String feedNameState;
// The feed we're publishing force values to.
String feedNameForce;
ApplianceState state;
Appliance (String n, LIS3DH a, float t, String fns, String fnf) : accel(a) {
name = n;
threshold = t;
state = IDLE;
feedNameState = fns;
feedNameForce = fnf;
}
void setup () {
// Set this at startup to ensure that a machine starts in the IDLE state.
lastActiveTime = millis() - (TIME_WINDOW + 100);
accel_setup(accel);
// Take readings at startup.
initialX = accel.readFloatAccelX();
initialY = accel.readFloatAccelY();
initialZ = accel.readFloatAccelZ();
}
void update () {
readAccelerometer();
long now = millis();
if (force > threshold) {
lastActiveTime = now;
}
// "Recently" active means our force exceeded the threshold at least once
// within the last three seconds.
bool wasRecentlyActive = (now - lastActiveTime) < TIME_WINDOW;
// This is the logic that navigates us through the state machine.
// There's IDLE, ON, and DONE, which are obvious.
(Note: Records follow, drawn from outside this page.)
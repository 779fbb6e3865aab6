//! Thin wrappers around the host calls that std does not expose.

use std::ffi::{CString, OsStr};
use std::fs::File;
use std::io;
use std::os::fd::{FromRawFd, RawFd};
use std::os::unix::ffi::OsStrExt;
use std::path::Path;

use crate::error::{RelayError, Result};

pub(crate) fn cstring(path: &Path) -> Result<CString> {
    cstring_os(path.as_os_str())
}

pub(crate) fn cstring_os(s: &OsStr) -> Result<CString> {
    CString::new(s.as_bytes())
        .map_err(|_| RelayError::InvalidArgument(format!("interior NUL byte in {:?}", s)))
}

/// Turns a `-1` return into the thread's `errno`.
pub(crate) fn cvt(ret: libc::c_int) -> io::Result<libc::c_int> {
    if ret == -1 {
        Err(io::Error::last_os_error())
    } else {
        Ok(ret)
    }
}

pub(crate) fn cvt_size(ret: libc::ssize_t) -> io::Result<usize> {
    if ret < 0 {
        Err(io::Error::last_os_error())
    } else {
        Ok(ret as usize)
    }
}

/// `open(2)` with the caller's flags passed through unchanged, plus `O_CLOEXEC`.
pub(crate) fn open(path: &Path, flags: libc::c_int, mode: u32) -> Result<File> {
    let c_path = cstring(path)?;
    let fd = cvt(unsafe { libc::open(c_path.as_ptr(), flags | libc::O_CLOEXEC, mode as libc::c_uint) })?;
    // SAFETY: `fd` was just returned by open(2) and nothing else owns it.
    Ok(unsafe { File::from_raw_fd(fd) })
}

/// Closes `fd`, reporting the close error instead of swallowing it.
pub(crate) fn close(fd: RawFd) -> io::Result<()> {
    cvt(unsafe { libc::close(fd) }).map(|_| ())
}
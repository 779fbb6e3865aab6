//! Error types for relayfs and the translation between host error numbers and
//! the operation return contract.

use std::io;
use thiserror::Error;

/// Every failure a relayed operation can report.
///
/// Failures coming from a backing call keep the host error number they were
/// built from, so `RelayError::from_errno(code).errno() == code` for every code.
/// Nothing is retried or merged: an operation reports the one error its backing
/// call produced.
#[derive(Debug, Clone, PartialEq, Eq, Error)]
pub enum RelayError {
    /// File or directory not found.
    #[error("No such file or directory")]
    NotFound,

    /// The backing store refused access.
    #[error("Permission denied")]
    PermissionDenied,

    /// Expected a directory but found something else.
    #[error("Not a directory")]
    NotADirectory,

    /// Expected a non-directory but found a directory.
    #[error("Is a directory")]
    IsADirectory,

    /// File or directory already exists.
    #[error("File exists")]
    AlreadyExists,

    /// Directory still has entries.
    #[error("Directory not empty")]
    NotEmpty,

    /// Backing store is full.
    #[error("No space left on device")]
    NoSpace,

    /// Malformed argument, either rejected locally or by the backing call.
    #[error("Invalid argument: {0}")]
    InvalidArgument(String),

    /// A path exceeds the host limit.
    #[error("Name too long: {0}")]
    NameTooLong(String),

    /// Optional capability absent from this build or configuration.
    #[error("Operation not supported: {0}")]
    NotSupported(String),

    /// Allocation failed, including handle-slot allocation.
    #[error("Out of memory")]
    OutOfMemory,

    /// A handle that was never issued or has already been released.
    #[error("Invalid handle: {0:#x}")]
    InvalidHandle(u64),

    /// Any host error number without a dedicated variant.
    #[error("Host error {0}")]
    Unknown(i32),
}

impl RelayError {
    /// Classifies a host error number.
    pub fn from_errno(code: i32) -> Self {
        match code {
            libc::ENOENT => RelayError::NotFound,
            libc::EACCES => RelayError::PermissionDenied,
            libc::ENOTDIR => RelayError::NotADirectory,
            libc::EISDIR => RelayError::IsADirectory,
            libc::EEXIST => RelayError::AlreadyExists,
            libc::ENOTEMPTY => RelayError::NotEmpty,
            libc::ENOSPC => RelayError::NoSpace,
            libc::EINVAL => RelayError::InvalidArgument("rejected by backing store".to_string()),
            libc::ENAMETOOLONG => RelayError::NameTooLong("rejected by backing store".to_string()),
            libc::EOPNOTSUPP => RelayError::NotSupported("backing store".to_string()),
            libc::ENOMEM => RelayError::OutOfMemory,
            other => RelayError::Unknown(other),
        }
    }

    /// Reads the calling thread's `errno` right after a failed host call.
    pub fn last_os_error() -> Self {
        Self::from_errno(errno::errno().0)
    }

    /// The positive host error number for this failure.
    pub fn errno(&self) -> i32 {
        match self {
            RelayError::NotFound => libc::ENOENT,
            RelayError::PermissionDenied => libc::EACCES,
            RelayError::NotADirectory => libc::ENOTDIR,
            RelayError::IsADirectory => libc::EISDIR,
            RelayError::AlreadyExists => libc::EEXIST,
            RelayError::NotEmpty => libc::ENOTEMPTY,
            RelayError::NoSpace => libc::ENOSPC,
            RelayError::InvalidArgument(_) => libc::EINVAL,
            RelayError::NameTooLong(_) => libc::ENAMETOOLONG,
            RelayError::NotSupported(_) => libc::EOPNOTSUPP,
            RelayError::OutOfMemory => libc::ENOMEM,
            RelayError::InvalidHandle(_) => libc::EBADF,
            RelayError::Unknown(code) => *code,
        }
    }

    /// The `-errno` status returned by path-style operation tables.
    pub fn negated(&self) -> i32 {
        -self.errno()
    }
}

impl From<io::Error> for RelayError {
    fn from(err: io::Error) -> Self {
        if let Some(code) = err.raw_os_error() {
            return RelayError::from_errno(code);
        }
        match err.kind() {
            io::ErrorKind::NotFound => RelayError::NotFound,
            io::ErrorKind::PermissionDenied => RelayError::PermissionDenied,
            io::ErrorKind::AlreadyExists => RelayError::AlreadyExists,
            io::ErrorKind::InvalidInput | io::ErrorKind::InvalidData => {
                RelayError::InvalidArgument(err.to_string())
            }
            io::ErrorKind::OutOfMemory => RelayError::OutOfMemory,
            io::ErrorKind::Unsupported => RelayError::NotSupported(err.to_string()),
            _ => RelayError::Unknown(libc::EIO),
        }
    }
}

/// Result type alias for relayfs operations.
pub type Result<T> = std::result::Result<T, RelayError>;

/// Collapses an operation result into the integer status contract: `0` on
/// success, `-errno` on failure.
pub fn status(result: Result<()>) -> i32 {
    match result {
        Ok(()) => 0,
        Err(err) => err.negated(),
    }
}

#[cfg(test)]
mod tests {
    use super::*;

    #[test]
    fn test_error_display() {
        assert_eq!(RelayError::NotFound.to_string(), "No such file or directory");
        assert_eq!(
            RelayError::NotSupported("xattr".to_string()).to_string(),
            "Operation not supported: xattr"
        );
        assert_eq!(RelayError::InvalidHandle(0x1_0000_0003).to_string(), "Invalid handle: 0x100000003");
        assert_eq!(RelayError::Unknown(libc::EIO).to_string(), format!("Host error {}", libc::EIO));
    }

    #[test]
    fn test_errno_is_preserved_for_every_code() {
        for code in 1..=133 {
            assert_eq!(RelayError::from_errno(code).errno(), code, "errno {code} changed");
        }
    }

    #[test]
    fn test_named_classification() {
        assert_eq!(RelayError::from_errno(libc::ENOENT), RelayError::NotFound);
        assert_eq!(RelayError::from_errno(libc::ENOTEMPTY), RelayError::NotEmpty);
        assert_eq!(RelayError::from_errno(libc::ENOMEM), RelayError::OutOfMemory);
        assert!(matches!(RelayError::from_errno(libc::EINVAL), RelayError::InvalidArgument(_)));
        assert!(matches!(RelayError::from_errno(libc::EOPNOTSUPP), RelayError::NotSupported(_)));
        assert_eq!(RelayError::from_errno(libc::EPERM), RelayError::Unknown(libc::EPERM));
    }

    #[test]
    fn test_io_error_conversion() {
        let err: RelayError = io::Error::from_raw_os_error(libc::EEXIST).into();
        assert_eq!(err, RelayError::AlreadyExists);

        let err: RelayError = io::Error::new(io::ErrorKind::NotFound, "gone").into();
        assert_eq!(err, RelayError::NotFound);

        let err: RelayError = io::Error::new(io::ErrorKind::Other, "odd").into();
        assert_eq!(err.errno(), libc::EIO);
    }

    #[test]
    fn test_out_of_memory_is_its_own_kind() {
        assert_eq!(RelayError::OutOfMemory.errno(), libc::ENOMEM);
        assert_ne!(RelayError::OutOfMemory.errno(), RelayError::InvalidHandle(1).errno());
        assert_ne!(RelayError::OutOfMemory, RelayError::Unknown(libc::ENOMEM));
        assert_eq!(RelayError::from_errno(libc::ENOMEM), RelayError::OutOfMemory);
        // A backing EBADF is not mistaken for a stale relay handle.
        assert_eq!(RelayError::from_errno(libc::EBADF), RelayError::Unknown(libc::EBADF));
    }

    #[test]
    fn test_status_contract() {
        assert_eq!(status(Ok(())), 0);
        assert_eq!(status(Err(RelayError::NotFound)), -libc::ENOENT);
        assert_eq!(RelayError::InvalidHandle(7).negated(), -libc::EBADF);
    }
}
The MAYBE_ON and
// MAYBE_DONE states are the only ones from which we can move either
// forward or backward. Once we go to ON, there's no way to go back
// to IDLE.
switch (state) {
case IDLE:
if (wasRecentlyActive) {
// Whenever there's so much as a twitch, we switch to the MAYBE_ON
// state.
setState(MAYBE_ON);
} else {
lastIdleTime = now;
}
break;
case MAYBE_ON:
if (wasRecentlyActive) {
// How long have we been active?
if (now > (lastIdleTime + TIME_UNTIL_ON)) {
// Long enough that this is not a false alarm.
setState(ON);
} else {
// Let's wait a bit longer before we act.
}
} else {
// We're not active, meaning there's been no vibration for a few
// seconds. False alarm!
setState(IDLE);
}
break;
case ON:
if (wasRecentlyActive) {
// We expect to be vibrating and we are. All is well. Do nothing.
} else {
// We stopped vibrating. Are we off? Switch to MAYBE_DONE so we can
// figure it out.
setState(MAYBE_DONE);
}
break;
case MAYBE_DONE:
if (wasRecentlyActive) {
// We thought we were done, but we're vibrating now. False alarm!
// Go back to ON.
setState(ON);
} else if (now > (lastActiveTime + TIME_UNTIL_DONE)) {
// We've been idle for long enough that we're certain that the
// cycle has stopped.
setState(DONE);
}
break;
case DONE:
// Once we get to DONE, there's nothing to do except go back to the
// initial IDLE state.
setState(IDLE);
break;
}
}
bool publishForce () {
Serial.print(name);
Serial.print(" publishing force: ");
Serial.println(force);
// Arduino's sprintf doesn't support floats.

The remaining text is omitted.